Report all lines of the data below that hold the word "RawFilterParams".

• _INPUT MATERIAL_

====

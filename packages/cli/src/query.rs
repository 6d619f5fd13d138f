//! The `query` subcommand: one validated query, printed as `GeoJSON`.

use clap::Args;
use crash_map_crash_models::RawFilterParams;
use crash_map_filter::validate_filter;
use crash_map_server_models::feature_collection;
use crash_map_source::{query_features, registry};
use crash_map_source_models::SourceDefinition;

/// Filter options, accepted as text and validated exactly like the HTTP
/// query string.
#[derive(Debug, Args)]
pub struct QueryArgs {
    /// Viewport as `minLon,minLat,maxLon,maxLat`
    #[arg(long, allow_hyphen_values = true)]
    bbox: Option<String>,
    /// First day, `YYYY-MM-DD`
    #[arg(long)]
    start: Option<String>,
    /// Last day, `YYYY-MM-DD`
    #[arg(long)]
    end: Option<String>,
    /// Severity to include (repeatable)
    #[arg(long)]
    severity: Vec<String>,
    /// County to include (repeatable)
    #[arg(long)]
    county: Vec<String>,
    /// Maximum rows or bins
    #[arg(long)]
    limit: Option<String>,
    /// `points` or `bin`
    #[arg(long)]
    mode: Option<String>,
    /// Bin size in degrees
    #[arg(long)]
    bin: Option<String>,
    /// Map zoom level used to pick mode, bin and limit
    #[arg(long)]
    zoom: Option<String>,
    /// Pretty-print the output
    #[arg(long)]
    pretty: bool,
}

impl QueryArgs {
    fn raw_filter(&self) -> RawFilterParams {
        RawFilterParams {
            bbox: self.bbox.clone(),
            start: self.start.clone(),
            end: self.end.clone(),
            severity: self.severity.clone(),
            county: self.county.clone(),
            limit: self.limit.clone(),
            mode: self.mode.clone(),
            bin: self.bin.clone(),
            zoom: self.zoom.clone(),
        }
    }
}

/// Runs the query and writes the `FeatureCollection` to stdout.
///
/// # Errors
///
/// Returns an error if the source cannot be reached or answers with an
/// error. Invalid filters exit the process with status 2.
pub async fn run(
    definition: &SourceDefinition,
    args: &QueryArgs,
) -> Result<(), Box<dyn std::error::Error>> {
    let filter = match validate_filter(&args.raw_filter()) {
        Ok(filter) => filter,
        Err(e) => {
            eprintln!("Invalid query:");
            for issue in &e.issues {
                eprintln!("  {}: {}", issue.field, issue.message);
            }
            std::process::exit(2);
        }
    };

    let source = registry::connect(definition)?;
    let result = query_features(source.as_ref(), &filter).await?;

    eprintln!(
        "{} feature(s), truncated={}",
        result.features.len(),
        result.truncated
    );

    let collection = feature_collection(result.features);
    let json = if args.pretty {
        serde_json::to_string_pretty(&collection)?
    } else {
        serde_json::to_string(&collection)?
    };
    println!("{json}");

    Ok(())
}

====

• _ANSWER FOR THE TASK_
use crash_map_crash_models::RawFilterParams;
    fn raw_filter(&self) -> RawFilterParams {
        RawFilterParams {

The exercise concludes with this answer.